Recebemos diariamente diversas denúncias relacionadas à violação aos direitos fundamentais das pessoas presas. As denúncias chegam ao NESC por meio de cartas, e-mails, Disque Direitos Humanos (Disque 100), atendimento de familiares de pessoas presas feitos diretamente pelo Núcleo e informações obtidas por Defensores Públicos durante os atendimentos a pessoas presas. As denúncias são encaminhadas aos Defensores Públicos responsáveis por cada unidade prisional, para adoção das medidas cabíveis.
As violações aos direitos das pessoas presas também são sistematicamente constatadas nas inspeções realizadas pelo NESC mensalmente em unidades prisionais do Estado de São Paulo. A partir das inspeções realizamos relatórios divulgados no site da Defensoria Pública e, a depender do caso concreto, encaminhamos ofícios e recomendações aos estabelecimentos prisionais, ingressamos com pedidos de providências junto ao Juízo Corregedor dos Presídios competente e também ações civis públicas“.
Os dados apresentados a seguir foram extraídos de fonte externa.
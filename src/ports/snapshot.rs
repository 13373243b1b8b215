//! Snapshot Port - the read accessor over the user's collections.
//!
//! The engine computes over fully-materialized point-in-time snapshots; any
//! network or storage work happens behind this port in the surrounding
//! caller.

use serde::{Deserialize, Serialize};
use thiserror::Error;

use crate::domain::automation::Automation;
use crate::domain::foundation::PlanDate;
use crate::domain::planning::{DailyPlan, DailyStep};
use crate::domain::tracking::{Aspiration, Goal, Habit};

/// Errors that can occur reading a snapshot.
#[derive(Debug, Clone, PartialEq, Eq, Error)]
pub enum SnapshotError {
    #[error("Snapshot source unavailable: {0}")]
    Unavailable(String),

    #[error("Snapshot data corrupted: {0}")]
    Corrupted(String),
}

/// A point-in-time bundle of every collection the engine reads.
#[derive(Debug, Clone, Default, PartialEq, Serialize, Deserialize)]
pub struct TrackerSnapshot {
    #[serde(default)]
    pub goals: Vec<Goal>,
    #[serde(default)]
    pub habits: Vec<Habit>,
    #[serde(default)]
    pub steps: Vec<DailyStep>,
    #[serde(default)]
    pub automations: Vec<Automation>,
    #[serde(default)]
    pub aspirations: Vec<Aspiration>,
    #[serde(default)]
    pub plans: Vec<DailyPlan>,
}

impl TrackerSnapshot {
    /// Returns the committed plan for a date, if one was ever created.
    pub fn plan_for(&self, date: PlanDate) -> Option<&DailyPlan> {
        self.plans.iter().find(|plan| plan.date() == date)
    }
}

/// Port for reading the current collections as of a point in time.
pub trait SnapshotReader: Send + Sync {
    /// Returns a fully-materialized snapshot.
    fn snapshot(&self) -> Result<TrackerSnapshot, SnapshotError>;
}

#[cfg(test)]
mod tests {
    use super::*;

    #[test]
    fn default_snapshot_is_empty() {
        let snapshot = TrackerSnapshot::default();
        assert!(snapshot.goals.is_empty());
        assert!(snapshot.plans.is_empty());
    }

    #[test]
    fn plan_for_finds_matching_date() {
        let date = PlanDate::from_ymd(2024, 6, 13).unwrap();
        let snapshot = TrackerSnapshot {
            plans: vec![DailyPlan::new(date)],
            ..Default::default()
        };
        assert!(snapshot.plan_for(date).is_some());
        assert!(snapshot.plan_for(date.plus_days(1)).is_none());
    }

    #[test]
    fn snapshot_round_trips_through_json() {
        let date = PlanDate::from_ymd(2024, 6, 13).unwrap();
        let snapshot = TrackerSnapshot {
            steps: vec![DailyStep::new("Water the plants", date)],
            plans: vec![DailyPlan::new(date)],
            ..Default::default()
        };

        let json = serde_json::to_string(&snapshot).unwrap();
        let back: TrackerSnapshot = serde_json::from_str(&json).unwrap();
        assert_eq!(back, snapshot);
    }

    #[test]
    fn snapshot_error_displays_reason() {
        let err = SnapshotError::Unavailable("connection refused".into());
        assert!(err.to_string().contains("connection refused"));
    }
}
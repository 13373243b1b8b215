//! Error types for the domain layer.

use thiserror::Error;

/// Errors that occur during value object construction.
#[derive(Debug, Clone, PartialEq, Eq, Error)]
pub enum ValidationError {
    #[error("Field '{field}' cannot be empty")]
    EmptyField { field: String },

    #[error("Field '{field}' must be between {min} and {max}, got {actual}")]
    OutOfRange {
        field: String,
        min: i32,
        max: i32,
        actual: i32,
    },

    #[error("Invalid calendar date {year:04}-{month:02}-{day:02}")]
    InvalidDate { year: i32, month: u32, day: u32 },
}

impl ValidationError {
    /// Creates an empty field validation error.
    pub fn empty_field(field: impl Into<String>) -> Self {
        ValidationError::EmptyField {
            field: field.into(),
        }
    }

    /// Creates an out of range validation error.
    pub fn out_of_range(field: impl Into<String>, min: i32, max: i32, actual: i32) -> Self {
        ValidationError::OutOfRange {
            field: field.into(),
            min,
            max,
            actual,
        }
    }

    /// Creates an invalid calendar date error.
    pub fn invalid_date(year: i32, month: u32, day: u32) -> Self {
        ValidationError::InvalidDate { year, month, day }
    }
}
//! Store Port - the write accessor for plan and entity mutations.
//!
//! Writes are keyed by entity id. The engine emits new records; the
//! surrounding system decides how they are persisted.

use thiserror::Error;

use crate::domain::automation::Automation;
use crate::domain::foundation::{AutomationId, PlanDate, StepId};
use crate::domain::planning::{DailyPlan, DailyStep};

/// Errors that can occur writing through the store.
#[derive(Debug, Clone, PartialEq, Eq, Error)]
pub enum StoreError {
    #[error("Step {0} does not exist")]
    UnknownStep(StepId),

    #[error("Automation {0} does not exist")]
    UnknownAutomation(AutomationId),

    #[error("Store lock poisoned")]
    Poisoned,

    #[error("IO error: {0}")]
    Io(String),

    #[error("Failed to serialize store state: {0}")]
    Serialization(String),
}

/// Port for persisting plans and entity field updates.
pub trait PlanStore: Send + Sync {
    /// Returns the plan for a date, creating an empty one lazily if the
    /// user never planned that day before.
    fn plan_for(&self, date: PlanDate) -> Result<DailyPlan, StoreError>;

    /// Persists a plan's committed ids for its date.
    fn save_plan(&self, plan: &DailyPlan) -> Result<(), StoreError>;

    /// Persists a step update, keyed by the step's id.
    fn save_step(&self, step: &DailyStep) -> Result<(), StoreError>;

    /// Persists an automation update, keyed by the automation's id.
    fn save_automation(&self, automation: &Automation) -> Result<(), StoreError>;
}

#[cfg(test)]
mod tests {
    use super::*;

    #[test]
    fn store_error_names_the_missing_step() {
        let id = StepId::new();
        let err = StoreError::UnknownStep(id);
        assert!(err.to_string().contains(&id.to_string()));
    }

    #[test]
    fn store_error_io_displays_reason() {
        let err = StoreError::Io("disk full".into());
        assert!(err.to_string().contains("disk full"));
    }
}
O que diz o Ministério Público de SP
A assessoria do órgão encaminhou a seguinte nota:
Todas as notícias de fato foram enviadas aos promotores de Justiça que exercem a corregedoria de presídios; e todos os promotores de Justiça passaram a apurar os fatos, seja no eixo criminal ou no âmbito da corregedoria de presídios. Nenhuma ocorrência ficou sem providência ou sem apuração.
O MPSP é rigoroso com esse tipo de notícia de fato e, inclusive, por meio dos promotores de execuções criminais, realiza visitas periódicas nos presídios estaduais.
*Nome foi trocado a pedido da família que teme represálias.